There is no cap on the number of public rental flats in the government’s long-term housing strategy, Chief Executive Carrie Lam Cheng Yuet-ngor said.
She apologized for saying 800,000 public rental flats would be sufficient to meet the needs of grassroots families.
Lam made the clarification after she said her remark caused unnecessary anxiety among the public, the Hong Kong Economic Journal reports.
The remark, which was part of a newspaper interview, sparked concern that the figure is a cap set by the government.
“It is definitely not a ceiling on what the government is willing to produce for the people of Hong Kong,” Lam said.

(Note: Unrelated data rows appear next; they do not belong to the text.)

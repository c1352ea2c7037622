//! Post-load drift operations.
//!
//! Lab lessons mutate the generated dataset after the initial bulk load to
//! simulate statistics drift: aging a slice of Pending filings to Overdue,
//! or appending an extra skewed filing batch. The pipeline itself is never
//! re-run mid-lesson; these are separate entry points, each recorded as a
//! drift_batch row for lineage.

use crate::{
    config::GeneratorConfig,
    error::GenResult,
    filing_phase::FilingPhase,
    rng::PhaseRng,
    store::LabStore,
};
use chrono::NaiveDate;
use serde::Serialize;
use uuid::Uuid;

#[derive(Debug, Clone, Serialize)]
pub struct DriftReport {
    pub batch_id: String,
    pub kind: &'static str,
    pub rows_affected: usize,
}

/// Shift every `modulus`-th Pending filing to Overdue, stamping a note and
/// a fresh last_updated_at. Set-oriented: one UPDATE, no row loop.
pub fn age_pending_filings(
    store: &LabStore,
    modulus: u64,
    as_of: NaiveDate,
) -> GenResult<DriftReport> {
    let note = format!("aged to Overdue by drift pass on {as_of}");
    let (batch_id, changed) = store.phase_scope(|s| {
        let changed = s.age_pending_filings(modulus as i64, &note, as_of)?;
        let batch_id = format!("drift-{}", Uuid::new_v4());
        s.insert_drift_batch(&batch_id, "age_pending", changed as i64, as_of)?;
        Ok((batch_id, changed))
    })?;
    log::info!("drift age_pending: {changed} rows aged");
    Ok(DriftReport {
        batch_id,
        kind: "age_pending",
        rows_affected: changed,
    })
}

/// Append `extra` filings continuing the id sequence, with the same skew
/// rules as the initial load. Simulates post-setup data growth that
/// invalidates cached plans and statistics.
pub fn append_filing_batch(
    store: &LabStore,
    config: &GeneratorConfig,
    rng: &mut PhaseRng,
    extra: u64,
    as_of: NaiveDate,
) -> GenResult<DriftReport> {
    let first_id = store.max_filing_id()? + 1;
    let rows = FilingPhase::generate_rows(config, rng, first_id, extra);
    let (batch_id, inserted) = store.phase_scope(|s| {
        let inserted = s.insert_filings(&rows)?;
        let batch_id = format!("drift-{}", Uuid::new_v4());
        s.insert_drift_batch(&batch_id, "append_filings", inserted as i64, as_of)?;
        Ok((batch_id, inserted))
    })?;
    log::info!("drift append_filings: {inserted} rows appended from id {first_id}");
    Ok(DriftReport {
        batch_id,
        kind: "append_filings",
        rows_affected: inserted,
    })
}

As to how she came up with the figure, she explained it is the existing 756,000 public rental flats plus another 44,000 already in the pipeline.

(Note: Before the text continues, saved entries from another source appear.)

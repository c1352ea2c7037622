//! Lookup-table generation: filing types and jurisdictions.
//!
//! First phase in the pipeline; everything else references these ids.

use crate::{
    config::GeneratorConfig,
    error::GenResult,
    phase::{GenPhase, PhaseReport},
    rng::PhaseRng,
    skew,
    store::LabStore,
    types::RowId,
};

/// Curated filing-type label pool, cycled when the configured count
/// exceeds the pool.
const FILING_TYPE_POOL: [(&str, &str); 8] = [
    ("Annual Return", "annual"),
    ("VAT Return", "quarterly"),
    ("Corporate Income Tax", "annual"),
    ("Payroll Withholding", "monthly"),
    ("Beneficial Ownership Declaration", "annual"),
    ("Sanctions Screening Attestation", "quarterly"),
    ("Financial Statement", "annual"),
    ("Excise Duty Return", "monthly"),
];

#[derive(Debug, Clone)]
pub struct JurisdictionRow {
    pub jurisdiction_id: RowId,
    pub country_code: &'static str,
    pub name: String,
}

#[derive(Debug, Clone)]
pub struct FilingTypeRow {
    pub filing_type_id: RowId,
    pub label: String,
    pub frequency: &'static str,
}

pub struct LookupPhase;

impl LookupPhase {
    pub fn generate_jurisdictions(config: &GeneratorConfig) -> Vec<JurisdictionRow> {
        (1..=config.jurisdiction_count)
            .map(|n| {
                let code = skew::country_bucket(n);
                JurisdictionRow {
                    jurisdiction_id: n as RowId,
                    country_code: code,
                    name: format!("{code}-J{n:03}"),
                }
            })
            .collect()
    }

    pub fn generate_filing_types(config: &GeneratorConfig) -> Vec<FilingTypeRow> {
        (1..=config.filing_type_count)
            .map(|n| {
                let idx = ((n - 1) % FILING_TYPE_POOL.len() as u64) as usize;
                let cycle = (n - 1) / FILING_TYPE_POOL.len() as u64;
                let (base, frequency) = FILING_TYPE_POOL[idx];
                let label = if cycle == 0 {
                    base.to_string()
                } else {
                    format!("{base} {}", cycle + 1)
                };
                FilingTypeRow {
                    filing_type_id: n as RowId,
                    label,
                    frequency,
                }
            })
            .collect()
    }
}

impl GenPhase for LookupPhase {
    fn name(&self) -> &'static str {
        "lookup"
    }

    fn run(
        &self,
        config: &GeneratorConfig,
        store: &LabStore,
        _rng: &mut PhaseRng,
    ) -> GenResult<PhaseReport> {
        // Lookup rows are fully index-derived; the RNG stream stays untouched.
        let jurisdictions = Self::generate_jurisdictions(config);
        let filing_types = Self::generate_filing_types(config);
        let mut inserted = store.insert_jurisdictions(&jurisdictions)?;
        inserted += store.insert_filing_types(&filing_types)?;
        Ok(PhaseReport {
            phase: self.name(),
            rows_inserted: inserted,
        })
    }
}

#[cfg(test)]
mod tests {
    use super::*;

    #[test]
    fn filing_type_labels_stay_unique_past_the_pool() {
        let mut config = GeneratorConfig::default_test();
        config.filing_type_count = 20;
        let rows = LookupPhase::generate_filing_types(&config);
        let mut labels: Vec<&str> = rows.iter().map(|r| r.label.as_str()).collect();
        labels.sort_unstable();
        labels.dedup();
        assert_eq!(labels.len(), 20);
    }

    #[test]
    fn jurisdiction_countries_follow_the_weighted_bucket() {
        let mut config = GeneratorConfig::default_test();
        config.jurisdiction_count = 10;
        let rows = LookupPhase::generate_jurisdictions(&config);
        let us = rows.iter().filter(|r| r.country_code == "US").count();
        assert_eq!(us, 6);
    }
}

Lam said the government will build more, not less, public rental flats than its long-term strategy suggests.
She said 800,000 public rental flats are not sufficient based on the number of people waiting in line to rent and the waiting time. She said the government aims to use the Green Form Subsidised Home Ownership Scheme to ease the situation.
Every unit sold under the scheme will produce a vacant public rental housing unit for allocation to other families on the waiting list, she said.

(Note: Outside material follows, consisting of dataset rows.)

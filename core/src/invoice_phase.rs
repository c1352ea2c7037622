//! Invoice generation: hot-entity bias, thresholded statuses, bounded
//! amounts, currency fixed by entity id modulus.

use crate::{
    config::GeneratorConfig,
    error::GenResult,
    phase::{GenPhase, PhaseReport},
    rng::PhaseRng,
    skew::{self, InvoiceStatus},
    store::LabStore,
    types::RowId,
};
use chrono::{Duration, NaiveDate};

const PAYMENT_TERMS_DAYS: i64 = 30;

#[derive(Debug, Clone)]
pub struct InvoiceRow {
    pub invoice_id: RowId,
    pub entity_id: RowId,
    pub amount: f64,
    pub currency: &'static str,
    pub status: InvoiceStatus,
    pub issued_date: NaiveDate,
    pub due_date: NaiveDate,
}

pub struct InvoicePhase;

impl InvoicePhase {
    pub fn generate_rows(config: &GeneratorConfig, rng: &mut PhaseRng) -> Vec<InvoiceRow> {
        let window = config.window_days();
        let mut rows = Vec::with_capacity(config.invoice_count as usize);
        for n in 1..=config.invoice_count {
            let entity_id = skew::hot_parent_id(
                rng,
                config.entity_count,
                config.hot_entity_share,
                config.hot_entity_fraction,
            );
            let issued_date =
                config.start_date + Duration::days(rng.next_u64_below(window) as i64);
            rows.push(InvoiceRow {
                invoice_id: n as RowId,
                entity_id,
                amount: rng.amount_between(25.0, 25_000.0),
                currency: skew::currency_for_entity(entity_id),
                status: InvoiceStatus::from_roll(rng.roll_percent()),
                issued_date,
                due_date: issued_date + Duration::days(PAYMENT_TERMS_DAYS),
            });
        }
        rows
    }
}

impl GenPhase for InvoicePhase {
    fn name(&self) -> &'static str {
        "invoice"
    }

    fn run(
        &self,
        config: &GeneratorConfig,
        store: &LabStore,
        rng: &mut PhaseRng,
    ) -> GenResult<PhaseReport> {
        let rows = Self::generate_rows(config, rng);
        let inserted = store.insert_invoices(&rows)?;
        Ok(PhaseReport {
            phase: self.name(),
            rows_inserted: inserted,
        })
    }
}

#[cfg(test)]
mod tests {
    use super::*;
    use crate::rng::{PhaseSlot, RngBank};

    #[test]
    fn currency_is_fixed_by_entity_id() {
        let config = GeneratorConfig::default_test();
        let mut rng = RngBank::new(21).for_phase(PhaseSlot::Invoice);
        for row in InvoicePhase::generate_rows(&config, &mut rng) {
            assert_eq!(row.currency, skew::currency_for_entity(row.entity_id));
        }
    }

    #[test]
    fn amounts_and_dates_stay_bounded() {
        let config = GeneratorConfig::default_test();
        let mut rng = RngBank::new(22).for_phase(PhaseSlot::Invoice);
        for row in InvoicePhase::generate_rows(&config, &mut rng) {
            assert!((25.0..=25_000.0).contains(&row.amount));
            assert!(row.issued_date >= config.start_date);
            assert!(row.issued_date <= config.end_date);
            assert_eq!(row.due_date, row.issued_date + Duration::days(30));
        }
    }
}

Asked how many units will be made available under the scheme, Lam said it will be left to the Housing Authority to decide. There is no set target and the scheme will not reduce the amount of public rental housing units which can be allocated to families in need.
Lawmaker James To Kun-sun from the Democratic Party said that although Lam heeded public concerns, she did not retract the 800,000 figure which means it could still be a cap.
Another lawmaker, Wilson Or Chong-shing from the Democratic Alliance for the Betterment and Progress of Hong Kong, urged the government to fulfill its promise to allocate public rental flats to applicants on the waiting list within three years.
Meanwhile, Lam told a luncheon on Tuesday that the government will not offer discounts on land premiums to developers who participate in the proposed starter homes scheme.